ENGLAND: THE OTHER WITHIN

Analysing the English Collections at the Pitt Rivers Museum

Pitt Rivers' excavations in Yorkshire

Alison Petch,
Researcher 'The Other Within' project

Greenwell and Pitt Rivers' April 1867 excavation

My very first lessons as an excavator were derived from Canon Greenwell, during his well-known and valuable exploration in the Yorkshire Wolds, in the course of which I obtained a large amount of useful experience that has been a constant source of enjoyment and interest to me ever since. [Pitt Rivers 1887 Excavations on Cranborne Chase, xix cited in Bowden, 1991: 66]
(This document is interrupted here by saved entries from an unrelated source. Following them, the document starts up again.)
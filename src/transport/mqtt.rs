//! MQTT over TCP
//!
//! Dials the broker, performs the CONNECT/CONNACK handshake and then hands
//! the socket to a session task that multiplexes queued commands, inbound
//! packets and the keep alive timer.

use std::collections::HashSet;
use std::time::Duration;

use async_trait::async_trait;
use bytes::{Buf, BytesMut};
use tokio::io::{AsyncReadExt, AsyncWriteExt};
use tokio::net::tcp::{OwnedReadHalf, OwnedWriteHalf};
use tokio::net::TcpStream;
use tokio::sync::mpsc;
use tokio::time::{interval, timeout};
use tracing::{debug, trace, warn};

use super::{ConnectOptions, Session, SessionCommand, SessionDriver, SessionEvent, Transport, TransportError};
use crate::codec::{Decoder, Encoder};
use crate::message::Message;
use crate::protocol::{
    ConnAck, Connect, Disconnect, Packet, PubAck, PubComp, PubRec, PubRel, QoS, Subscribe,
    Subscription,
};

/// MQTT client transport over plain TCP
#[derive(Debug, Default, Clone)]
pub struct MqttTransport;

impl MqttTransport {
    pub fn new() -> Self {
        Self
    }
}

#[async_trait]
impl Transport for MqttTransport {
    async fn connect(&self, options: &ConnectOptions) -> Result<Session, TransportError> {
        options.validate()?;

        let address = options.address();
        let stream = timeout(options.connect_timeout, TcpStream::connect(&address))
            .await
            .map_err(|_| TransportError::Timeout)?
            .map_err(|e| TransportError::ConnectionLost(format!("{}: {}", address, e)))?;
        let _ = stream.set_nodelay(true);

        let mut io = SessionIo::new(stream, options);
        let connack = timeout(options.connect_timeout, io.handshake(options))
            .await
            .map_err(|_| TransportError::Timeout)??;

        if !connack.return_code.is_success() {
            return Err(TransportError::Rejected(connack.return_code));
        }

        debug!(
            "{}: CONNACK accepted (session_present={})",
            options.client_id, connack.session_present
        );

        let (session, driver) = Session::pair(connack.session_present);
        tokio::spawn(io.run(driver));
        Ok(session)
    }
}

/// Socket side of one session
struct SessionIo {
    client_id: String,
    reader: OwnedReadHalf,
    writer: OwnedWriteHalf,
    read_buf: BytesMut,
    write_buf: BytesMut,
    encoder: Encoder,
    decoder: Decoder,
    keepalive: Duration,
    next_packet_id: u16,
    awaiting_pingresp: bool,
    /// Inbound QoS 2 packet ids delivered but not yet released
    awaiting_rel: HashSet<u16>,
}

impl SessionIo {
    fn new(stream: TcpStream, options: &ConnectOptions) -> Self {
        let (reader, writer) = stream.into_split();
        let mut decoder = Decoder::new();
        decoder.set_protocol_version(options.protocol_version);

        Self {
            client_id: options.client_id.clone(),
            reader,
            writer,
            read_buf: BytesMut::with_capacity(4096),
            write_buf: BytesMut::with_capacity(1024),
            encoder: Encoder::new(options.protocol_version),
            decoder,
            keepalive: options.keepalive,
            next_packet_id: 0,
            awaiting_pingresp: false,
            awaiting_rel: HashSet::new(),
        }
    }

    async fn handshake(&mut self, options: &ConnectOptions) -> Result<ConnAck, TransportError> {
        let connect = Packet::Connect(Box::new(Connect {
            protocol_version: options.protocol_version,
            client_id: options.client_id.clone(),
            clean_start: options.clean_session,
            keep_alive: options.keepalive.as_secs().min(u16::MAX as u64) as u16,
            username: options.username.clone(),
            password: options.password.clone(),
        }));
        self.send(&connect).await?;
        debug!("{}: CONNECT sent", self.client_id);

        match self.read_packet().await? {
            Packet::ConnAck(connack) => Ok(connack),
            other => Err(TransportError::Protocol(format!(
                "expected CONNACK, got packet type {}",
                other.packet_type()
            ))),
        }
    }

    /// Read until one complete packet is buffered
    async fn read_packet(&mut self) -> Result<Packet, TransportError> {
        loop {
            if let Some((packet, consumed)) = self
                .decoder
                .decode(&self.read_buf)
                .map_err(|e| TransportError::Protocol(e.to_string()))?
            {
                self.read_buf.advance(consumed);
                return Ok(packet);
            }

            let n = self
                .reader
                .read_buf(&mut self.read_buf)
                .await
                .map_err(|e| TransportError::ConnectionLost(e.to_string()))?;
            if n == 0 {
                return Err(TransportError::ConnectionLost(
                    "connection closed by broker".to_string(),
                ));
            }
        }
    }

    async fn send(&mut self, packet: &Packet) -> Result<(), TransportError> {
        self.write_buf.clear();
        self.encoder
            .encode(packet, &mut self.write_buf)
            .map_err(|e| TransportError::Protocol(e.to_string()))?;
        self.writer
            .write_all(&self.write_buf)
            .await
            .map_err(|e| TransportError::ConnectionLost(e.to_string()))
    }

    fn next_packet_id(&mut self) -> u16 {
        self.next_packet_id = self.next_packet_id.wrapping_add(1);
        if self.next_packet_id == 0 {
            self.next_packet_id = 1;
        }
        self.next_packet_id
    }

    async fn run(mut self, mut driver: SessionDriver) {
        let reason = match self.drive(&mut driver).await {
            Ok(()) => None,
            Err(e) => {
                debug!("{}: session ended: {}", self.client_id, e);
                Some(e.to_string())
            }
        };
        let _ = driver.events.send(SessionEvent::Closed(reason)).await;
    }

    /// Handle every complete packet already in the read buffer
    async fn process_buffered(
        &mut self,
        events: &mpsc::Sender<SessionEvent>,
    ) -> Result<(), TransportError> {
        while let Some((packet, consumed)) = self
            .decoder
            .decode(&self.read_buf)
            .map_err(|e| TransportError::Protocol(e.to_string()))?
        {
            self.read_buf.advance(consumed);
            self.handle_packet(packet, events).await?;
        }
        Ok(())
    }

    async fn drive(&mut self, driver: &mut SessionDriver) -> Result<(), TransportError> {
        let keepalive_enabled = !self.keepalive.is_zero();
        let mut ping = interval(self.keepalive.max(Duration::from_secs(1)));
        ping.reset();

        // Packets that arrived behind CONNACK
        self.process_buffered(&driver.events).await?;

        loop {
            tokio::select! {
                command = driver.commands.recv() => {
                    match command {
                        Some(SessionCommand::Publish(message)) => {
                            self.publish(message).await?;
                        }
                        Some(SessionCommand::Subscribe { filter, qos }) => {
                            let packet_id = self.next_packet_id();
                            let subscribe = Packet::Subscribe(Subscribe {
                                packet_id,
                                subscriptions: vec![Subscription { filter, qos }],
                            });
                            self.send(&subscribe).await?;
                        }
                        Some(SessionCommand::Disconnect) | None => {
                            let _ = self.send(&Packet::Disconnect(Disconnect::default())).await;
                            let _ = self.writer.shutdown().await;
                            return Ok(());
                        }
                    }
                }

                result = self.reader.read_buf(&mut self.read_buf) => {
                    let n = result.map_err(|e| TransportError::ConnectionLost(e.to_string()))?;
                    if n == 0 {
                        return Err(TransportError::ConnectionLost(
                            "connection closed by broker".to_string(),
                        ));
                    }

                    self.process_buffered(&driver.events).await?;
                }

                _ = ping.tick(), if keepalive_enabled => {
                    if self.awaiting_pingresp {
                        return Err(TransportError::ConnectionLost(
                            "keep alive timeout".to_string(),
                        ));
                    }
                    self.send(&Packet::PingReq).await?;
                    self.awaiting_pingresp = true;
                    trace!("{}: PINGREQ sent", self.client_id);
                }
            }
        }
    }

    async fn publish(&mut self, message: Message) -> Result<(), TransportError> {
        let packet_id = match message.qos {
            QoS::AtMostOnce => None,
            _ => Some(self.next_packet_id()),
        };
        self.send(&Packet::Publish(message.to_publish(packet_id))).await
    }

    async fn handle_packet(
        &mut self,
        packet: Packet,
        events: &mpsc::Sender<SessionEvent>,
    ) -> Result<(), TransportError> {
        match packet {
            Packet::Publish(publish) => {
                let packet_id = publish.packet_id;
                let qos = publish.qos;

                let deliver = match (qos, packet_id) {
                    (QoS::ExactlyOnce, Some(id)) => self.awaiting_rel.insert(id),
                    _ => true,
                };
                if deliver {
                    events
                        .send(SessionEvent::Message(Message::from(publish)))
                        .await
                        .map_err(|_| {
                            TransportError::ConnectionLost("session receiver dropped".to_string())
                        })?;
                }

                match (qos, packet_id) {
                    (QoS::AtLeastOnce, Some(packet_id)) => {
                        self.send(&Packet::PubAck(PubAck { packet_id })).await?;
                    }
                    (QoS::ExactlyOnce, Some(packet_id)) => {
                        self.send(&Packet::PubRec(PubRec { packet_id })).await?;
                    }
                    _ => {}
                }
            }
            Packet::PubRel(PubRel { packet_id }) => {
                self.awaiting_rel.remove(&packet_id);
                self.send(&Packet::PubComp(PubComp { packet_id })).await?;
            }
            Packet::PubRec(PubRec { packet_id }) => {
                self.send(&Packet::PubRel(PubRel { packet_id })).await?;
            }
            Packet::PubAck(PubAck { packet_id }) | Packet::PubComp(PubComp { packet_id }) => {
                trace!("{}: delivery {} acknowledged", self.client_id, packet_id);
            }
            Packet::SubAck(suback) => {
                if suback.all_granted() {
                    debug!(
                        "{}: SUBACK {} granted {:?}",
                        self.client_id, suback.packet_id, suback.return_codes
                    );
                } else {
                    warn!(
                        "{}: broker refused subscription {} ({:?})",
                        self.client_id, suback.packet_id, suback.return_codes
                    );
                }
            }
            Packet::PingResp => {
                self.awaiting_pingresp = false;
                trace!("{}: PINGRESP received", self.client_id);
            }
            Packet::Disconnect(disconnect) => {
                return Err(TransportError::ConnectionLost(format!(
                    "broker sent DISCONNECT (reason 0x{:02X})",
                    disconnect.reason_code
                )));
            }
            other => {
                return Err(TransportError::Protocol(format!(
                    "unexpected packet type {} from broker",
                    other.packet_type()
                )));
            }
        }
        Ok(())
    }
}
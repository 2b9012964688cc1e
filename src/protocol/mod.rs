//! MQTT Protocol definitions and types
//!
//! The packet subset a relay client exchanges with a broker, covering
//! MQTT v3.1.1 and v5.0 sessions that carry no properties.

mod error;
mod packet;
mod return_code;

pub use error::{DecodeError, EncodeError};
pub use packet::*;
pub use return_code::ConnectReturnCode;

use serde::Deserialize;

/// MQTT Protocol Version
#[derive(Debug, Clone, Copy, PartialEq, Eq, Hash, Default, Deserialize)]
#[repr(u8)]
pub enum ProtocolVersion {
    /// MQTT v3.1.1 (protocol level 4)
    #[default]
    #[serde(rename = "v3.1.1", alias = "v311", alias = "3.1.1")]
    V311 = 4,
    /// MQTT v5.0 (protocol level 5)
    #[serde(rename = "v5", alias = "v5.0", alias = "5")]
    V5 = 5,
}

impl ProtocolVersion {
    pub fn from_u8(v: u8) -> Option<Self> {
        match v {
            4 => Some(ProtocolVersion::V311),
            5 => Some(ProtocolVersion::V5),
            _ => None,
        }
    }
}

impl std::fmt::Display for ProtocolVersion {
    fn fmt(&self, f: &mut std::fmt::Formatter<'_>) -> std::fmt::Result {
        match self {
            ProtocolVersion::V311 => write!(f, "v3.1.1"),
            ProtocolVersion::V5 => write!(f, "v5"),
        }
    }
}

/// Quality of Service levels
#[derive(Debug, Clone, Copy, PartialEq, Eq, PartialOrd, Ord, Hash, Default)]
#[repr(u8)]
pub enum QoS {
    /// At most once delivery
    #[default]
    AtMostOnce = 0,
    /// At least once delivery
    AtLeastOnce = 1,
    /// Exactly once delivery
    ExactlyOnce = 2,
}

impl QoS {
    pub fn from_u8(v: u8) -> Option<Self> {
        match v {
            0 => Some(QoS::AtMostOnce),
            1 => Some(QoS::AtLeastOnce),
            2 => Some(QoS::ExactlyOnce),
            _ => None,
        }
    }
}

impl std::fmt::Display for QoS {
    fn fmt(&self, f: &mut std::fmt::Formatter<'_>) -> std::fmt::Result {
        write!(f, "{}", *self as u8)
    }
}
//! Protocol error types

use std::fmt;

/// Errors that can occur during packet decoding
#[derive(Debug, Clone, PartialEq, Eq)]
pub enum DecodeError {
    /// Not enough data in buffer
    InsufficientData,
    /// Invalid or unsupported packet type
    InvalidPacketType(u8),
    /// Invalid remaining length encoding
    InvalidRemainingLength,
    /// Invalid protocol name
    InvalidProtocolName,
    /// Invalid protocol version
    InvalidProtocolVersion(u8),
    /// Invalid QoS value
    InvalidQoS(u8),
    /// Invalid UTF-8 string
    InvalidUtf8,
    /// Invalid packet flags
    InvalidFlags,
    /// Malformed packet
    MalformedPacket(&'static str),
    /// Packet too large
    PacketTooLarge,
}

impl fmt::Display for DecodeError {
    fn fmt(&self, f: &mut fmt::Formatter<'_>) -> fmt::Result {
        match self {
            Self::InsufficientData => write!(f, "insufficient data in buffer"),
            Self::InvalidPacketType(t) => write!(f, "invalid packet type: {}", t),
            Self::InvalidRemainingLength => write!(f, "invalid remaining length encoding"),
            Self::InvalidProtocolName => write!(f, "invalid protocol name"),
            Self::InvalidProtocolVersion(v) => write!(f, "invalid protocol version: {}", v),
            Self::InvalidQoS(q) => write!(f, "invalid QoS value: {}", q),
            Self::InvalidUtf8 => write!(f, "invalid UTF-8 string"),
            Self::InvalidFlags => write!(f, "invalid packet flags"),
            Self::MalformedPacket(msg) => write!(f, "malformed packet: {}", msg),
            Self::PacketTooLarge => write!(f, "packet too large"),
        }
    }
}

impl std::error::Error for DecodeError {}

/// Errors that can occur during packet encoding
#[derive(Debug, Clone, PartialEq, Eq)]
pub enum EncodeError {
    /// Packet too large
    PacketTooLarge,
    /// String too long
    StringTooLong,
}

impl fmt::Display for EncodeError {
    fn fmt(&self, f: &mut fmt::Formatter<'_>) -> fmt::Result {
        match self {
            Self::PacketTooLarge => write!(f, "packet too large"),
            Self::StringTooLong => write!(f, "string too long"),
        }
    }
}

impl std::error::Error for EncodeError {}
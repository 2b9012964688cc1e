//! Broker Connection
//!
//! One client connection to one broker. The connection owns its state
//! machine (`Disconnected -> Connecting -> Connected -> Disconnected`),
//! runs connect attempts and message delivery on its own task, and reports
//! every transition on a connectivity event channel.
//!
//! Each attempt is tagged with a generation number. `connect` and
//! `disconnect` bump the generation under the control lock, and a task only
//! applies a transition if its generation is still current, so a stale
//! attempt can never overwrite the state of a newer one.

use std::fmt;
use std::panic::{catch_unwind, AssertUnwindSafe};
use std::sync::atomic::{AtomicU8, Ordering};
use std::sync::Arc;

use parking_lot::{Mutex, RwLock};
use tokio::sync::mpsc;
use tokio::task::JoinHandle;
use tracing::{debug, error, info, warn};

use crate::message::Message;
use crate::protocol::QoS;
use crate::transport::{
    ConnectOptions, Session, SessionEvent, SessionHandle, Transport, TransportError,
};


/// Handler invoked once per inbound message
pub type MessageHandler = Arc<dyn Fn(Message) + Send + Sync>;

/// Connectivity state of a broker connection
#[derive(Debug, Clone, Copy, PartialEq, Eq, Hash)]
#[repr(u8)]
pub enum ConnectionState {
    Disconnected = 0,
    Connecting = 1,
    Connected = 2,
}

impl ConnectionState {
    fn from_u8(v: u8) -> Self {
        match v {
            1 => ConnectionState::Connecting,
            2 => ConnectionState::Connected,
            _ => ConnectionState::Disconnected,
        }
    }
}

impl fmt::Display for ConnectionState {
    fn fmt(&self, f: &mut fmt::Formatter<'_>) -> fmt::Result {
        match self {
            ConnectionState::Disconnected => write!(f, "disconnected"),
            ConnectionState::Connecting => write!(f, "connecting"),
            ConnectionState::Connected => write!(f, "connected"),
        }
    }
}

/// What a `connect` call did
#[derive(Debug, Clone, Copy, PartialEq, Eq)]
pub enum ConnectAttempt {
    /// A new attempt was started
    Started,
    /// An attempt is already in flight, nothing was started
    InProgress,
    /// Already connected, nothing was started
    AlreadyConnected,
}

/// Error type for connection operations
#[derive(Debug, Clone, PartialEq, Eq)]
pub enum ConnectionError {
    /// Malformed connection settings
    InvalidConfig(String),
    /// Operation requires a connected session
    NotConnected,
    /// The session refused the operation
    Transport(TransportError),
}

impl fmt::Display for ConnectionError {
    fn fmt(&self, f: &mut fmt::Formatter<'_>) -> fmt::Result {
        match self {
            ConnectionError::InvalidConfig(msg) => write!(f, "Invalid config: {}", msg),
            ConnectionError::NotConnected => write!(f, "Not connected"),
            ConnectionError::Transport(e) => write!(f, "{}", e),
        }
    }
}

impl std::error::Error for ConnectionError {}

impl From<TransportError> for ConnectionError {
    fn from(e: TransportError) -> Self {
        match e {
            TransportError::InvalidConfig(msg) => ConnectionError::InvalidConfig(msg),
            other => ConnectionError::Transport(other),
        }
    }
}

/// Connectivity signal emitted by a connection
#[derive(Debug, Clone, PartialEq, Eq)]
pub struct ConnectionEvent {
    /// Generation of the attempt the event belongs to
    pub generation: u64,
    pub kind: ConnectionEventKind,
}

#[derive(Debug, Clone, PartialEq, Eq)]
pub enum ConnectionEventKind {
    Connecting,
    Connected { session_present: bool },
    /// `error` is `None` for a local disconnect
    Disconnected { error: Option<String> },
    /// The message handler panicked while processing a message
    HandlerPanicked { topic: String },
}

/// Mutable bookkeeping guarded by one lock
struct Control {
    generation: u64,
    session: Option<SessionHandle>,
    task: Option<JoinHandle<()>>,
    last_error: Option<String>,
}

struct Inner {
    name: String,
    options: ConnectOptions,
    transport: Arc<dyn Transport>,
    /// Read lock-free; written only while holding `control`
    state: AtomicU8,
    control: Mutex<Control>,
    handler: RwLock<Option<MessageHandler>>,
    events: mpsc::UnboundedSender<ConnectionEvent>,
}

/// Client connection to a single broker
pub struct BrokerConnection {
    inner: Arc<Inner>,
    events_rx: Mutex<Option<mpsc::UnboundedReceiver<ConnectionEvent>>>,
}

impl BrokerConnection {
    pub fn new(
        name: impl Into<String>,
        options: ConnectOptions,
        transport: Arc<dyn Transport>,
    ) -> Self {
        let (events, events_rx) = mpsc::unbounded_channel();
        Self {
            inner: Arc::new(Inner {
                name: name.into(),
                options,
                transport,
                state: AtomicU8::new(ConnectionState::Disconnected as u8),
                control: Mutex::new(Control {
                    generation: 0,
                    session: None,
                    task: None,
                    last_error: None,
                }),
                handler: RwLock::new(None),
                events,
            }),
            events_rx: Mutex::new(Some(events_rx)),
        }
    }

    pub fn name(&self) -> &str {
        &self.inner.name
    }

    pub fn options(&self) -> &ConnectOptions {
        &self.inner.options
    }

    /// Broker address in `host:port` form
    pub fn address(&self) -> String {
        self.inner.options.address()
    }

    /// Current connectivity state
    pub fn state(&self) -> ConnectionState {
        self.inner.state()
    }

    pub fn is_connected(&self) -> bool {
        self.state() == ConnectionState::Connected
    }

    /// Generation of the most recent connect or disconnect
    pub fn generation(&self) -> u64 {
        self.inner.control.lock().generation
    }

    /// Most recent connect or session error
    pub fn last_error(&self) -> Option<String> {
        self.inner.control.lock().last_error.clone()
    }

    /// Take the connectivity event receiver (only the first call gets it)
    pub fn take_events(&self) -> Option<mpsc::UnboundedReceiver<ConnectionEvent>> {
        self.events_rx.lock().take()
    }

    /// Register the message handler, replacing any previous one
    pub fn set_message_handler(&self, handler: MessageHandler) {
        *self.inner.handler.write() = Some(handler);
    }

    /// Start a connection attempt in the background
    ///
    /// Only malformed settings fail here. Transport failures are reported
    /// later as a `Disconnected` event carrying the error. Must be called
    /// from within a tokio runtime.
    pub fn connect(&self) -> Result<ConnectAttempt, ConnectionError> {
        self.inner.options.validate()?;

        let mut control = self.inner.control.lock();
        match self.inner.state() {
            ConnectionState::Connecting => return Ok(ConnectAttempt::InProgress),
            ConnectionState::Connected => return Ok(ConnectAttempt::AlreadyConnected),
            ConnectionState::Disconnected => {}
        }

        control.generation += 1;
        let generation = control.generation;
        self.inner.set_state(ConnectionState::Connecting);
        self.inner.emit(generation, ConnectionEventKind::Connecting);
        debug!(
            "{}: connecting to {} (generation {})",
            self.inner.name,
            self.inner.options.address(),
            generation
        );

        let inner = Arc::clone(&self.inner);
        control.task = Some(tokio::spawn(inner.run(generation)));
        Ok(ConnectAttempt::Started)
    }

    /// Subscribe on the live session
    ///
    /// Returns `Ok(false)` without doing anything when not connected; the
    /// caller re-issues the subscription after the next `Connected` event.
    pub fn subscribe(&self, filter: &str, qos: QoS) -> Result<bool, ConnectionError> {
        if !self.is_connected() {
            return Ok(false);
        }
        match self.session() {
            Some(session) => {
                session.subscribe(filter, qos)?;
                Ok(true)
            }
            None => Ok(false),
        }
    }

    /// Publish a message, failing fast when not connected
    pub fn publish(&self, message: &Message) -> Result<(), ConnectionError> {
        if !self.is_connected() {
            return Err(ConnectionError::NotConnected);
        }
        let session = self.session().ok_or(ConnectionError::NotConnected)?;
        session.publish(message.clone())?;
        Ok(())
    }

    /// Tear the connection down
    ///
    /// Abandons any attempt in flight, stops message delivery and leaves the
    /// connection `Disconnected`. Calling it on a disconnected connection
    /// changes nothing and emits nothing.
    pub fn disconnect(&self) {
        let mut control = self.inner.control.lock();
        control.generation += 1;
        let generation = control.generation;

        if let Some(task) = control.task.take() {
            task.abort();
        }
        if let Some(session) = control.session.take() {
            session.close();
        }

        let previous = self.inner.swap_state(ConnectionState::Disconnected);
        if previous != ConnectionState::Disconnected {
            info!("{}: disconnected from {}", self.inner.name, self.inner.options.address());
            self.inner
                .emit(generation, ConnectionEventKind::Disconnected { error: None });
        }
    }

    fn session(&self) -> Option<SessionHandle> {
        self.inner.control.lock().session.clone()
    }
}

impl Drop for BrokerConnection {
    fn drop(&mut self) {
        self.disconnect();
    }
}

impl fmt::Debug for BrokerConnection {
    fn fmt(&self, f: &mut fmt::Formatter<'_>) -> fmt::Result {
        f.debug_struct("BrokerConnection")
            .field("name", &self.inner.name)
            .field("address", &self.inner.options.address())
            .field("state", &self.state())
            .finish()
    }
}

impl Inner {
    fn state(&self) -> ConnectionState {
        ConnectionState::from_u8(self.state.load(Ordering::Acquire))
    }

    fn set_state(&self, state: ConnectionState) {
        self.state.store(state as u8, Ordering::Release);
    }

    fn swap_state(&self, state: ConnectionState) -> ConnectionState {
        ConnectionState::from_u8(self.state.swap(state as u8, Ordering::AcqRel))
    }

    fn emit(&self, generation: u64, kind: ConnectionEventKind) {
        let _ = self.events.send(ConnectionEvent { generation, kind });
    }

    /// One connect attempt followed by the delivery loop of its session
    async fn run(self: Arc<Self>, generation: u64) {
        let session = match self.transport.connect(&self.options).await {
            Ok(session) => session,
            Err(e) => {
                warn!("{}: connect to {} failed: {}", self.name, self.options.address(), e);
                self.finish(generation, Some(e.to_string()));
                return;
            }
        };

        let Session {
            handle,
            mut events,
            session_present,
        } = session;

        {
            let mut control = self.control.lock();
            if control.generation != generation {
                handle.close();
                return;
            }
            control.session = Some(handle);
            self.set_state(ConnectionState::Connected);
            self.emit(generation, ConnectionEventKind::Connected { session_present });
        }
        info!(
            "{}: connected to {} (session_present={})",
            self.name,
            self.options.address(),
            session_present
        );

        let reason = loop {
            match events.recv().await {
                Some(SessionEvent::Message(message)) => self.deliver(generation, message),
                Some(SessionEvent::Closed(reason)) => break reason,
                None => break Some("session ended".to_string()),
            }
        };

        self.finish(generation, reason);
    }

    /// Hand one message to the handler; a panic is contained to this message
    fn deliver(&self, generation: u64, message: Message) {
        let handler = self.handler.read().clone();
        let Some(handler) = handler else {
            debug!("{}: no handler, ignoring message on {}", self.name, message.topic);
            return;
        };

        let topic = message.topic.clone();
        if catch_unwind(AssertUnwindSafe(|| handler(message))).is_err() {
            error!("{}: message handler panicked on {}", self.name, topic);
            self.emit(generation, ConnectionEventKind::HandlerPanicked { topic });
        }
    }

    /// Move to `Disconnected` if `generation` is still current
    fn finish(&self, generation: u64, error: Option<String>) {
        let mut control = self.control.lock();
        if control.generation != generation {
            return;
        }
        control.session = None;
        control.task = None;
        if error.is_some() {
            control.last_error = error.clone();
        }

        let previous = self.swap_state(ConnectionState::Disconnected);
        if previous == ConnectionState::Connected {
            match &error {
                Some(e) => warn!("{}: connection to {} lost: {}", self.name, self.options.address(), e),
                None => info!("{}: connection to {} closed", self.name, self.options.address()),
            }
        }
        self.emit(generation, ConnectionEventKind::Disconnected { error });
    }
}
Bowden believes that 'Pitt Rivers assisted Greenwell with his barrow excavations at Willerby Wold and Ganton Wold ... but his main task was a study of the linear ditch systems of the same area. He did not publish this work except for a brief paper on Dane's Dyke published in 1882 in the Journal of the Anthropological Institute. However, a manuscript account does survive in the Salisbury and South Wiltshire Museum manuscript collection [Pitt Rivers papers P 12]. Bowden suggests that Pitt Rivers and Greenwell stayed in intermittent contact until 1900 when Pitt Rivers died. [Bowden, 1991: 66-67]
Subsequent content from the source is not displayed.